§ Work required: Could you copy every line of the data that contains "Shared"?

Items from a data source
┌────────
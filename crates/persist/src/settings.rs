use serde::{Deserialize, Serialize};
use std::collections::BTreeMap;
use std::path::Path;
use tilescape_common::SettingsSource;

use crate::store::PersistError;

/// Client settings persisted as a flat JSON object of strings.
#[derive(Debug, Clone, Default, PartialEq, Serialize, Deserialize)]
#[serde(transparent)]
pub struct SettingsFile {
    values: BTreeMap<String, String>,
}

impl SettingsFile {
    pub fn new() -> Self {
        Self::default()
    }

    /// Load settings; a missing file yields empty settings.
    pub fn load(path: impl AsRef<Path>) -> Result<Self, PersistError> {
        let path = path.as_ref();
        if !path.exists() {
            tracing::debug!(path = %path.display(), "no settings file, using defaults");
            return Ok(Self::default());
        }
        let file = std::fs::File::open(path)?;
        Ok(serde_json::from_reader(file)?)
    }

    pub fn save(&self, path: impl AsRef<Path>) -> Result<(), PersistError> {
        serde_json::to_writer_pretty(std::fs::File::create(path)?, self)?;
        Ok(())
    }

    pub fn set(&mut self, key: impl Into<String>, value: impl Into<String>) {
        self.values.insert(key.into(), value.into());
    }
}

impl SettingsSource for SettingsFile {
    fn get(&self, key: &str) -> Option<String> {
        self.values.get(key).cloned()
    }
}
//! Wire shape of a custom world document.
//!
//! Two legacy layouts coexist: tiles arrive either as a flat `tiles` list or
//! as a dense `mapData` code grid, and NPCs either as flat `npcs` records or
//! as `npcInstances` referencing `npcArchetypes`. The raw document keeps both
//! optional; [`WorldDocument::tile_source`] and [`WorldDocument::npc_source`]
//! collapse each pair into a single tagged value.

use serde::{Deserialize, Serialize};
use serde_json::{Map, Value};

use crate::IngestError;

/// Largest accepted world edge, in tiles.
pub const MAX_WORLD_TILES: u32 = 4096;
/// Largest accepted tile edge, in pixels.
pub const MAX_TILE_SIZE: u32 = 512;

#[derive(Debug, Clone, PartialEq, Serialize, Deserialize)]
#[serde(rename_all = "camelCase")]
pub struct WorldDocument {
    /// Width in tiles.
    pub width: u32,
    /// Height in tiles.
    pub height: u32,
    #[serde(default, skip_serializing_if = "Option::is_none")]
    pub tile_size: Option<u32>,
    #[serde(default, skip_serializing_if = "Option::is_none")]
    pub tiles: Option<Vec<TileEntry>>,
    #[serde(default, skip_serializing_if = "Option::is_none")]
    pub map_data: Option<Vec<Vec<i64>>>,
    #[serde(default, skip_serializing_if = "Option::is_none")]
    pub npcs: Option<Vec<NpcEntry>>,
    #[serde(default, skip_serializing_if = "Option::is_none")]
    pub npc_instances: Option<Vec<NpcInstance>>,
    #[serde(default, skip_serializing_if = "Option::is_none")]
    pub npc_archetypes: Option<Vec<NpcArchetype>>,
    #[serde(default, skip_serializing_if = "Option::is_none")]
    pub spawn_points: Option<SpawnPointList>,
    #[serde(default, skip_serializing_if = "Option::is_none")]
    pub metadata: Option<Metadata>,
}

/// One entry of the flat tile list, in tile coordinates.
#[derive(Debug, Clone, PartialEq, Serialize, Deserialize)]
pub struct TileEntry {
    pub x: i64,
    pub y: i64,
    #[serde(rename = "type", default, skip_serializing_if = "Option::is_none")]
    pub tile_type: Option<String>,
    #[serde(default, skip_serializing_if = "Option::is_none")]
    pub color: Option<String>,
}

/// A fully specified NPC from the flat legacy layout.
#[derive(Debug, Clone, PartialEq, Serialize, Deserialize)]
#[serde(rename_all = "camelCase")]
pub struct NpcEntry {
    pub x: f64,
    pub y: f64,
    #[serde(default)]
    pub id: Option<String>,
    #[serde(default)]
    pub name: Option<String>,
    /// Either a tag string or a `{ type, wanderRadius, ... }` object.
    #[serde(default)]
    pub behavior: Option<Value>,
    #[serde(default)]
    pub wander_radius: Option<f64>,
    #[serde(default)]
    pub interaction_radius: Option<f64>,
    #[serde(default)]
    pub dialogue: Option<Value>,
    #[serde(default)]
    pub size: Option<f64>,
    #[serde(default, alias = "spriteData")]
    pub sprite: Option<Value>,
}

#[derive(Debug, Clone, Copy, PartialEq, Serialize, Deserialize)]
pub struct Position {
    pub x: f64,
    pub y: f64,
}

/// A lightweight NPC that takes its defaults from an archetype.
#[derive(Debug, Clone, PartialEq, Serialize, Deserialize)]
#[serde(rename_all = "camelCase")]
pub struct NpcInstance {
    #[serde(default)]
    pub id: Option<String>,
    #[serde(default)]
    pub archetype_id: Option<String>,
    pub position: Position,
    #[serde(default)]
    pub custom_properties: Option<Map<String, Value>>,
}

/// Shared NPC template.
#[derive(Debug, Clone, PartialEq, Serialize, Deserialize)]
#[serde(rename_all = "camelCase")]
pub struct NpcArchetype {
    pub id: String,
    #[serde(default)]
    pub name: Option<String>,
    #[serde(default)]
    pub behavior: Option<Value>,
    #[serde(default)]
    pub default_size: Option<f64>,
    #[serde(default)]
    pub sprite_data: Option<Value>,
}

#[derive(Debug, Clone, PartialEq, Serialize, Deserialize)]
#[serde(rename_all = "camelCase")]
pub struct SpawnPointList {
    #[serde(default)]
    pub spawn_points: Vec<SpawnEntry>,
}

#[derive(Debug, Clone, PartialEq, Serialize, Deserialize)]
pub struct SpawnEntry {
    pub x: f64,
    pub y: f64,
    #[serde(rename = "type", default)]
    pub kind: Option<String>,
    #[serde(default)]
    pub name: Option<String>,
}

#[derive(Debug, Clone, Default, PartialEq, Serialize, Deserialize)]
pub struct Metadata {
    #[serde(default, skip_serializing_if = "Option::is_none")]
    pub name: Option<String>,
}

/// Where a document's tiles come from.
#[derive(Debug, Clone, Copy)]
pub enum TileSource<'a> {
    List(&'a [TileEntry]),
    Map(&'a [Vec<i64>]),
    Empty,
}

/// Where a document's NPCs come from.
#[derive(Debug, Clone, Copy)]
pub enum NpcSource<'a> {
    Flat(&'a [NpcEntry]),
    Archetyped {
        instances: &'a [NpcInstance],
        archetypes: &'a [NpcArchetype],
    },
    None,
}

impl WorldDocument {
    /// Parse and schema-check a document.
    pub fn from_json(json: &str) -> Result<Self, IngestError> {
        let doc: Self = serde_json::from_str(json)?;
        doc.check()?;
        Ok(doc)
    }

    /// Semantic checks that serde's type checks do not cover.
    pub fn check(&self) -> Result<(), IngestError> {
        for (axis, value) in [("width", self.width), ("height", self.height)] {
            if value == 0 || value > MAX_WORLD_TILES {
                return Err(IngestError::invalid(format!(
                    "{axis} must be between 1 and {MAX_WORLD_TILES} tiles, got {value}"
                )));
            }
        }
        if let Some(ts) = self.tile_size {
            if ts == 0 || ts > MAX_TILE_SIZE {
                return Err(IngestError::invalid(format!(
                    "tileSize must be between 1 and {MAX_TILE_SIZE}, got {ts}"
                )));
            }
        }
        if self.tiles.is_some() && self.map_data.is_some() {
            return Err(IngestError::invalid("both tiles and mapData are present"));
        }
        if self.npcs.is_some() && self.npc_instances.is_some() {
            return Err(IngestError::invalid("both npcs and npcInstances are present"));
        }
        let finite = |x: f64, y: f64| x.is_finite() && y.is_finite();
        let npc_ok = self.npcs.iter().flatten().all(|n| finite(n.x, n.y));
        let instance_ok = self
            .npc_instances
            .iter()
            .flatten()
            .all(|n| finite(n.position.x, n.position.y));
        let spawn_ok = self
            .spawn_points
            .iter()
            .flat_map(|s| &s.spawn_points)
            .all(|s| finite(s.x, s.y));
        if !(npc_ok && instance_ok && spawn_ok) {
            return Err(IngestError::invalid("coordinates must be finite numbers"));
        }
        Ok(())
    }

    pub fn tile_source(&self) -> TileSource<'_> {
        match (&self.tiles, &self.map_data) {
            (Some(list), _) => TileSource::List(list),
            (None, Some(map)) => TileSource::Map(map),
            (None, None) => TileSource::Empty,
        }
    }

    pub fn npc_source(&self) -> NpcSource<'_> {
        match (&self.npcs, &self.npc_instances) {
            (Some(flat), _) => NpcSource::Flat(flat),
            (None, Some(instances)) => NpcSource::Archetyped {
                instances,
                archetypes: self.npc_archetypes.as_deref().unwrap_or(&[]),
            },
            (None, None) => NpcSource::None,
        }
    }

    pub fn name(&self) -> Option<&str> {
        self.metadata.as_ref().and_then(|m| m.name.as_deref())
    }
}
└────────
┌────────
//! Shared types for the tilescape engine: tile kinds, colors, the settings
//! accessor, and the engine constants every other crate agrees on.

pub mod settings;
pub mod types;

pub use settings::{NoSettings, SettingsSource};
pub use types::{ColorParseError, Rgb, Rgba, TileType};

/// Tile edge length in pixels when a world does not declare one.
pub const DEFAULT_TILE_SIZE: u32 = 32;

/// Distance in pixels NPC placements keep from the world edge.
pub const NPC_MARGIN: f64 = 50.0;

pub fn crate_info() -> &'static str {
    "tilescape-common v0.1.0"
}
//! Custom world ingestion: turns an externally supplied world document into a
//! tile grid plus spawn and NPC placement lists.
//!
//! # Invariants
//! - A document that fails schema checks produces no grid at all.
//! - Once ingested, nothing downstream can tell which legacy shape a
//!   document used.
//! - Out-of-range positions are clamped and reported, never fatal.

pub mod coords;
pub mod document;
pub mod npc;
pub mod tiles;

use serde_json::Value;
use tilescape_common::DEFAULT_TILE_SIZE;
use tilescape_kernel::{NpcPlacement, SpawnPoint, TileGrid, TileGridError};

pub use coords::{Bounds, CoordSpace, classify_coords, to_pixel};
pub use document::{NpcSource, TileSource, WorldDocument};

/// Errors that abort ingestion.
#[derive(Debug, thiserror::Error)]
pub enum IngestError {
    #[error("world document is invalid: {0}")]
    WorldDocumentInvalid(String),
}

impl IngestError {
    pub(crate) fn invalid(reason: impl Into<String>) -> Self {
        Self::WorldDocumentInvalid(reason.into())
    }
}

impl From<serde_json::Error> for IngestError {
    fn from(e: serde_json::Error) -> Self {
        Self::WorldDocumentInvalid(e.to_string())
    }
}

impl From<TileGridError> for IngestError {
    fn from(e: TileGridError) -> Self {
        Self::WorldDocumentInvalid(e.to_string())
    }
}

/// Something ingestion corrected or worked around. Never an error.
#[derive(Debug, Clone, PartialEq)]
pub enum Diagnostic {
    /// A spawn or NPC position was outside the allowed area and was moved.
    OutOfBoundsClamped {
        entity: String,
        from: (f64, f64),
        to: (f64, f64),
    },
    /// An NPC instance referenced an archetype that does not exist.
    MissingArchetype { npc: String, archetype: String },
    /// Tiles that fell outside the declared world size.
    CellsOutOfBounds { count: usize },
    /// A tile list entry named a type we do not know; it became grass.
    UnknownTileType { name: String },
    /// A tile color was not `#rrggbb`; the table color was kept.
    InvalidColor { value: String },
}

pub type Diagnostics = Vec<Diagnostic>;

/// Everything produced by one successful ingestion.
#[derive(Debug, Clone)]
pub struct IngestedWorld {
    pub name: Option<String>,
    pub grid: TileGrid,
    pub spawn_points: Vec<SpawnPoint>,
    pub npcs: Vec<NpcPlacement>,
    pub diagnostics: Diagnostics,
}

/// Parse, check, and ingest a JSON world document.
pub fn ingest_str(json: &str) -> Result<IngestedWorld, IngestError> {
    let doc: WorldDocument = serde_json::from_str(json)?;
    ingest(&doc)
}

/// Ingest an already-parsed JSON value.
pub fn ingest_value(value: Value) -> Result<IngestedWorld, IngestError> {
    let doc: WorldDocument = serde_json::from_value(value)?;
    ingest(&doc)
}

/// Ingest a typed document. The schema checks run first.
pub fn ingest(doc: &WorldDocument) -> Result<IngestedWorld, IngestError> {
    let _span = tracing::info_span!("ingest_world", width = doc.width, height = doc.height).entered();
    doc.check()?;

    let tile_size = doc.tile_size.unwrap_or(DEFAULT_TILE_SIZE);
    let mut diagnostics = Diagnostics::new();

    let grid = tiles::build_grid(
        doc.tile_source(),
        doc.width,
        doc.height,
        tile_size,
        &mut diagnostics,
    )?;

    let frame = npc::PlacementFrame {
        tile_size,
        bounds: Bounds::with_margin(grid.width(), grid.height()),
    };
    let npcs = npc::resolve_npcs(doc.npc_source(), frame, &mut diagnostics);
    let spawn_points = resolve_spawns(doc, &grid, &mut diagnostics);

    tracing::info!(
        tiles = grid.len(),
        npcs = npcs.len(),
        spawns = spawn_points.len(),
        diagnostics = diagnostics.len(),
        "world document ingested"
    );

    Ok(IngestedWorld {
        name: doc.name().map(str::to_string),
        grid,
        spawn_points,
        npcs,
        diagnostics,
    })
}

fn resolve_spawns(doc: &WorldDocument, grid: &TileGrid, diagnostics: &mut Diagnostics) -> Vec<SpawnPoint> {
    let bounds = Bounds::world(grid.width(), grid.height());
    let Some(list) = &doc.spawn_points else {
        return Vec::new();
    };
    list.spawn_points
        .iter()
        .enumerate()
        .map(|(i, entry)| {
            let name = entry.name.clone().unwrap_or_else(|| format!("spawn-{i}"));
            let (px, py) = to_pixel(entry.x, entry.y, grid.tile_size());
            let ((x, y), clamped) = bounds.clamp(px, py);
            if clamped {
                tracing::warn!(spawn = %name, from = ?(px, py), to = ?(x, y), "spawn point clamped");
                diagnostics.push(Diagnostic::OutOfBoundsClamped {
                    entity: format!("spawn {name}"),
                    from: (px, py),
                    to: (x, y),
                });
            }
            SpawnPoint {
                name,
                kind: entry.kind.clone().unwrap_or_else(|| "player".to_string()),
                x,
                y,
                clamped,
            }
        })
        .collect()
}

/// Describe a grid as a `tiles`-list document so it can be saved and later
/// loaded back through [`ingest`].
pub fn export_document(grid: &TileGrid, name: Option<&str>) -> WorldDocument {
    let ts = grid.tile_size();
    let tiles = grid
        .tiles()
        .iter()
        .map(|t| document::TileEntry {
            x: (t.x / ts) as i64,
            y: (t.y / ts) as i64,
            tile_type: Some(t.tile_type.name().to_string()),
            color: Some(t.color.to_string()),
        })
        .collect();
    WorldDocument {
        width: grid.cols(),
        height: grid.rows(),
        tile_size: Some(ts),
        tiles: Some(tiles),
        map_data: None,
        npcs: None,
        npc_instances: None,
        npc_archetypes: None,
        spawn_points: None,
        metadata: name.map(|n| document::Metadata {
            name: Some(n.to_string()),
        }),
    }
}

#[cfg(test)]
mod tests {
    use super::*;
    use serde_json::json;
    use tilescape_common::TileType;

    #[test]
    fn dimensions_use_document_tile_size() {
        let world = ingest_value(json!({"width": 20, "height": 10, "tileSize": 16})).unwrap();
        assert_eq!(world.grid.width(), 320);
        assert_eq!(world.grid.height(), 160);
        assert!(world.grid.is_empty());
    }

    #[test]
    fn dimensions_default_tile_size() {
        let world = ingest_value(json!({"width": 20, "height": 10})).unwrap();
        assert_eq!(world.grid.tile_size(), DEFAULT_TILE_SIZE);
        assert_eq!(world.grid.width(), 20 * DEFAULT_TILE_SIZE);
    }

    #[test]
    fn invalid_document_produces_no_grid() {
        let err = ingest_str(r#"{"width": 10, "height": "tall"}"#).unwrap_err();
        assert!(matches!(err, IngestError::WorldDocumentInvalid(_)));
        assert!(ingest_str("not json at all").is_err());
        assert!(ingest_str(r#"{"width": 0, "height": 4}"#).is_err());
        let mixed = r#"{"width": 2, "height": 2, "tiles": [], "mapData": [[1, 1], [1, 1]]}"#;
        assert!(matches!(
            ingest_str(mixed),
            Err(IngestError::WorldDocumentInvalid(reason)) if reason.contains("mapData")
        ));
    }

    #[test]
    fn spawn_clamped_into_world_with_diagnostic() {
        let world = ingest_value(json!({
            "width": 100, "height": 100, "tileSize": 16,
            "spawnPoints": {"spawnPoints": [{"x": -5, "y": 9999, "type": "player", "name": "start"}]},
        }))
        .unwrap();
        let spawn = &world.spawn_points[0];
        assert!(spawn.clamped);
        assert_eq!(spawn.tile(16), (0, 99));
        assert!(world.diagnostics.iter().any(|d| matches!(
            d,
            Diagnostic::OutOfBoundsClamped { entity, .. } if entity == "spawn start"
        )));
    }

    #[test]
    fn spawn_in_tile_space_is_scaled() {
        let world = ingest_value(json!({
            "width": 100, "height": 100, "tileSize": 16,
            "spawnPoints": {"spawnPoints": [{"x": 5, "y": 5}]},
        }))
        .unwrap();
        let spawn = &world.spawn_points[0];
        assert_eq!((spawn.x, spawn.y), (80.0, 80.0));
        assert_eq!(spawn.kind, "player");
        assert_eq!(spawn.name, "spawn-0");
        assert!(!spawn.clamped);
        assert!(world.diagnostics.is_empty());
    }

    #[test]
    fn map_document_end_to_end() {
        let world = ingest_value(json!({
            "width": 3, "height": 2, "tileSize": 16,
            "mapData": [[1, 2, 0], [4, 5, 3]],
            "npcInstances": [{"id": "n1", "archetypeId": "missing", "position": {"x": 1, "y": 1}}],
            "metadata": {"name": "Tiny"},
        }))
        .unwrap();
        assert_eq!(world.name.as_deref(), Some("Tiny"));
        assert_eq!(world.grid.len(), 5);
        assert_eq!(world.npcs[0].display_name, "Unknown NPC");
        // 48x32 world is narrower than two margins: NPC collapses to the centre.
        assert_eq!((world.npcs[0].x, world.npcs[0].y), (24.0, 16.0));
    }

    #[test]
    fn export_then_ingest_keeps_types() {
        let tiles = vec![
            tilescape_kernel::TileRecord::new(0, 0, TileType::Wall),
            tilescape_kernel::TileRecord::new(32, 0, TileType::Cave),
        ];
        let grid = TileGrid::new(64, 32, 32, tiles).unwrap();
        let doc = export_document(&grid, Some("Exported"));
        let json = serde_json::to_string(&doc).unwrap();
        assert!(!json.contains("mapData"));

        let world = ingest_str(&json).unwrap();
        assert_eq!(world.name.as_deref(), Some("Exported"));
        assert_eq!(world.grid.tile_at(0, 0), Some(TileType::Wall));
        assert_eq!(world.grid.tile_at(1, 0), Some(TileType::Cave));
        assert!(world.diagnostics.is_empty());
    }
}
└────────
§ Reply to the task:
/// Shared NPC template.
//! Shared types for the tilescape engine: tile kinds, colors, the settings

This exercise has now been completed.